Yeah, I understand that. That's why I'm asking is, like, some cases can take, like, five, six years. Are they being quicker than just, say, instead of five, six years, can the cases be solved or come to a conclusion between the two parties sooner? Do you get that sort of a feeling or awareness, I think?

Andrew Saker
Managing Director, CEO and Chief Strategy Officer of US, Omni Bridgeway

Not necessarily, no. I think there's been an appetite to engage now the courts have reopened because the pressures for settlement have increased. There hasn't been a wholesale change in approach that we've seen a reduction in duration.

Speaker 5

Another question is, about the dividend. At what point do you see that you can start to distribute it again?

Michael Kay
Non-Executive Chairman, Omni Bridgeway

Well, I think as I said, I think in my speech. There's various ways we can manage our capital. One might be a dividend, another one might be a buyback. Also, another good use of capital might be investing in our new funds. Depending on those waterfalls and the cash flows that come in, because to your point about completions, they can be lumpy because the defendants essentially decide when they wanna resolve the matter unless it goes to court. Then you can have appeals as well. Depending on our secondary market sales, the way we're managing our liquidity.

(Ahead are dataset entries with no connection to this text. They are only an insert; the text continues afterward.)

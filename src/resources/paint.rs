//! Procedurally painted textures for floors and walls.
//!
//! The noise is cosmetic: every rebuild paints fresh images, so texture pixels
//! are the only part of a scene that is not deterministic.

use image::{Rgba, RgbaImage};
use rand::Rng;

use crate::data_structures::model::hex_to_rgb;

/// Edge length of every painted texture in pixels.
pub const TEXTURE_SIZE: u32 = 256;

fn rgba(hex: u32) -> Rgba<u8> {
    let [r, g, b] = hex_to_rgb(hex).map(|c| (c * 255.0).round() as u8);
    Rgba([r, g, b, 255])
}

fn shade(color: Rgba<u8>, amount: i16) -> Rgba<u8> {
    let channel = |c: u8| (c as i16 + amount).clamp(0, 255) as u8;
    Rgba([channel(color[0]), channel(color[1]), channel(color[2]), color[3]])
}

/// Staggered planks in warm browns with grain streaks and dark seams.
pub fn hardwood(rng: &mut impl Rng) -> RgbaImage {
    const PLANK_HEIGHT: u32 = 32;
    const PLANK_LENGTH: u32 = 128;
    let tones = [0x8b5a2b, 0x9c6b3a, 0x7a4a22, 0xa0703f];
    let rows = TEXTURE_SIZE / PLANK_HEIGHT;
    let plank_tones: Vec<Rgba<u8>> = (0..rows * 3)
        .map(|_| rgba(tones[rng.gen_range(0..tones.len())]))
        .collect();

    let mut img = RgbaImage::new(TEXTURE_SIZE, TEXTURE_SIZE);
    for (x, y, pixel) in img.enumerate_pixels_mut() {
        let row = y / PLANK_HEIGHT;
        // every other row is shifted by half a plank
        let shifted = x + (row % 2) * PLANK_LENGTH / 2;
        let plank = (shifted / PLANK_LENGTH) % 3;
        let base = plank_tones[(row * 3 + plank) as usize];
        *pixel = if y % PLANK_HEIGHT == 0 || shifted % PLANK_LENGTH == 0 {
            shade(base, -60)
        } else {
            shade(base, rng.gen_range(-12..=12))
        };
    }
    // grain
    for _ in 0..TEXTURE_SIZE * 2 {
        let y = rng.gen_range(0..TEXTURE_SIZE);
        let x0 = rng.gen_range(0..TEXTURE_SIZE);
        let len = rng.gen_range(8..40);
        for x in x0..(x0 + len).min(TEXTURE_SIZE) {
            let p = img.get_pixel_mut(x, y);
            *p = shade(*p, -18);
        }
    }
    img
}

/// Square tiles with grout lines.
pub fn tile(rng: &mut impl Rng, base: u32, grout: u32) -> RgbaImage {
    const TILE: u32 = 64;
    const GROUT: u32 = 3;
    let (base, grout) = (rgba(base), rgba(grout));
    let mut img = RgbaImage::new(TEXTURE_SIZE, TEXTURE_SIZE);
    for (x, y, pixel) in img.enumerate_pixels_mut() {
        *pixel = if x % TILE < GROUT || y % TILE < GROUT {
            grout
        } else {
            shade(base, rng.gen_range(-6..=6))
        };
    }
    img
}

/// Dense flecked carpet.
pub fn carpet(rng: &mut impl Rng) -> RgbaImage {
    let base = rgba(0x8a7f72);
    let mut img = RgbaImage::from_pixel(TEXTURE_SIZE, TEXTURE_SIZE, base);
    for pixel in img.pixels_mut() {
        *pixel = match rng.gen_range(0..10) {
            0 => shade(base, 35),
            1 => shade(base, -35),
            _ => shade(base, rng.gen_range(-10..=10)),
        };
    }
    img
}

/// Off-white wall paint with sparse speckles.
pub fn wall_paint(rng: &mut impl Rng) -> RgbaImage {
    let base = rgba(0xf5f3ee);
    let mut img = RgbaImage::from_pixel(TEXTURE_SIZE, TEXTURE_SIZE, base);
    for _ in 0..TEXTURE_SIZE * TEXTURE_SIZE / 12 {
        let x = rng.gen_range(0..TEXTURE_SIZE);
        let y = rng.gen_range(0..TEXTURE_SIZE);
        img.put_pixel(x, y, shade(base, -rng.gen_range(6..20)));
    }
    img
}

#[cfg(test)]
mod tests {
    use super::*;

    #[test]
    fn painted_textures_have_the_expected_size() {
        let mut rng = rand::thread_rng();
        for img in [
            hardwood(&mut rng),
            tile(&mut rng, 0xffffff, 0xcccccc),
            carpet(&mut rng),
            wall_paint(&mut rng),
        ] {
            assert_eq!(img.dimensions(), (TEXTURE_SIZE, TEXTURE_SIZE));
        }
    }

    #[test]
    fn tile_grout_lines_use_the_grout_colour() {
        let img = tile(&mut rand::thread_rng(), 0xffffff, 0x808080);
        assert_eq!(*img.get_pixel(0, 10), rgba(0x808080));
        assert_eq!(*img.get_pixel(10, 64), rgba(0x808080));
    }
}
//! Viewer configuration.
//!
//! [`ViewerConfig::default`] reproduces the stock viewer: a 75° camera at
//! (5, 5, 5) looking at the room center, a soft ambient light plus one
//! directional light, and one candidate asset for the living room.

use std::collections::HashMap;

use crate::{error::SceneError, room::RoomType};

/// Optional limits for the orbit camera. All bounds are inclusive.
#[derive(Clone, Copy, Debug, PartialEq)]
pub struct CameraBounds {
    pub min_distance: f32,
    pub max_distance: f32,
    pub min_y: f32,
    pub max_y: f32,
}

impl Default for CameraBounds {
    fn default() -> Self {
        Self {
            min_distance: 2.0,
            max_distance: 30.0,
            min_y: 0.2,
            max_y: 20.0,
        }
    }
}

impl CameraBounds {
    /// Rejects empty ranges, negative distances and NaN limits.
    pub fn validate(&self) -> Result<(), SceneError> {
        let limits = [self.min_distance, self.max_distance, self.min_y, self.max_y];
        if limits.iter().any(|limit| limit.is_nan())
            || self.min_distance < 0.0
            || self.min_distance > self.max_distance
            || self.min_y > self.max_y
        {
            return Err(SceneError::Configuration(format!(
                "invalid camera bounds: distance {}..{}, height {}..{}",
                self.min_distance, self.max_distance, self.min_y, self.max_y
            )));
        }
        Ok(())
    }

    /// Same limits with both ranges ordered, distances at least 0 and NaN
    /// limits replaced by the defaults, so clamping against them cannot fail.
    pub fn normalized(&self) -> Self {
        let defaults = Self::default();
        let ordered = |lo: f32, hi: f32, fallback: (f32, f32)| {
            if lo.is_nan() || hi.is_nan() {
                fallback
            } else {
                (lo.min(hi), lo.max(hi))
            }
        };
        let (min_distance, max_distance) = ordered(
            self.min_distance,
            self.max_distance,
            (defaults.min_distance, defaults.max_distance),
        );
        let (min_y, max_y) = ordered(self.min_y, self.max_y, (defaults.min_y, defaults.max_y));
        Self {
            min_distance: min_distance.max(0.0),
            max_distance: max_distance.max(0.0),
            min_y,
            max_y,
        }
    }
}

/// Ordered candidate asset locations per room type.
#[derive(Clone, Debug, PartialEq)]
pub struct AssetCatalog {
    candidates: HashMap<RoomType, Vec<String>>,
}

impl Default for AssetCatalog {
    fn default() -> Self {
        let mut candidates = HashMap::new();
        candidates.insert(
            RoomType::LivingRoom,
            vec!["models/living-room.glb".to_string()],
        );
        Self { candidates }
    }
}

impl AssetCatalog {
    pub fn empty() -> Self {
        Self {
            candidates: HashMap::new(),
        }
    }

    pub fn candidates(&self, room: RoomType) -> &[String] {
        self.candidates.get(&room).map_or(&[], Vec::as_slice)
    }

    pub fn set(&mut self, room: RoomType, locations: Vec<String>) {
        self.candidates.insert(room, locations);
    }

    pub fn with(mut self, room: RoomType, locations: &[&str]) -> Self {
        self.set(room, locations.iter().map(|l| l.to_string()).collect());
        self
    }
}

#[derive(Clone, Debug, PartialEq)]
pub struct LightConfig {
    pub ambient_color: u32,
    pub ambient_intensity: f32,
    pub directional_color: u32,
    pub directional_intensity: f32,
    pub directional_position: [f32; 3],
}

impl Default for LightConfig {
    fn default() -> Self {
        Self {
            ambient_color: 0xffffff,
            ambient_intensity: 0.6,
            directional_color: 0xffffff,
            directional_intensity: 0.8,
            directional_position: [10.0, 10.0, 5.0],
        }
    }
}

#[derive(Clone, Debug, PartialEq)]
pub struct ViewerConfig {
    pub clear_colour: wgpu::Color,
    pub camera_start: [f32; 3],
    /// Vertical field of view in degrees.
    pub fovy: f32,
    pub znear: f32,
    pub zfar: f32,
    /// Radians of orbit per horizontal pixel of drag.
    pub orbit_speed: f32,
    /// Units of height per vertical pixel of drag.
    pub lift_speed: f32,
    pub zoom_factor: f32,
    pub camera_bounds: Option<CameraBounds>,
    pub lights: LightConfig,
    /// Directory (native) or origin-relative path (web) that relative asset locations resolve against.
    pub asset_base: String,
    pub assets: AssetCatalog,
}

impl Default for ViewerConfig {
    fn default() -> Self {
        Self {
            // 0xf8fafc
            clear_colour: wgpu::Color {
                r: 248.0 / 255.0,
                g: 250.0 / 255.0,
                b: 252.0 / 255.0,
                a: 1.0,
            },
            camera_start: [5.0, 5.0, 5.0],
            fovy: 75.0,
            znear: 0.1,
            zfar: 1000.0,
            orbit_speed: 0.01,
            lift_speed: 0.01,
            zoom_factor: 1.1,
            camera_bounds: None,
            lights: LightConfig::default(),
            asset_base: "assets".to_string(),
            assets: AssetCatalog::default(),
        }
    }
}

impl ViewerConfig {
    pub fn validate(&self) -> Result<(), SceneError> {
        match &self.camera_bounds {
            Some(bounds) => bounds.validate(),
            None => Ok(()),
        }
    }

    pub fn with_assets(mut self, assets: AssetCatalog) -> Self {
        self.assets = assets;
        self
    }

    pub fn with_asset_base(mut self, asset_base: &str) -> Self {
        self.asset_base = asset_base.to_string();
        self
    }

    pub fn with_camera_bounds(mut self, bounds: CameraBounds) -> Self {
        self.camera_bounds = Some(bounds);
        self
    }

    pub fn with_camera_start(mut self, position: [f32; 3]) -> Self {
        self.camera_start = position;
        self
    }

    pub fn with_zoom_factor(mut self, factor: f32) -> Self {
        self.zoom_factor = factor;
        self
    }
}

Certainly the board is acutely aware that we need to manage our capital efficiency, and part of that is the way we've developed our second and third generation funds, and also the new finance facility, with a counterparty, which gives us much more freedom in terms of how we deal with spare cash. Does that cover it, Andrew? All right. Okay. Any questions online?

Jeremy Sambrook
Company Secretary and Global General Counsel, Omni Bridgeway

There are no, online questions, Mr. Chairman.

Michael Kay
Non-Executive Chairman, Omni Bridgeway

All right. Well, look, thank you very much for attending, everybody. It's great after two years of virtual meetings to see people in person. So we'll close. Please join us for a cup of tea and a chat afterwards.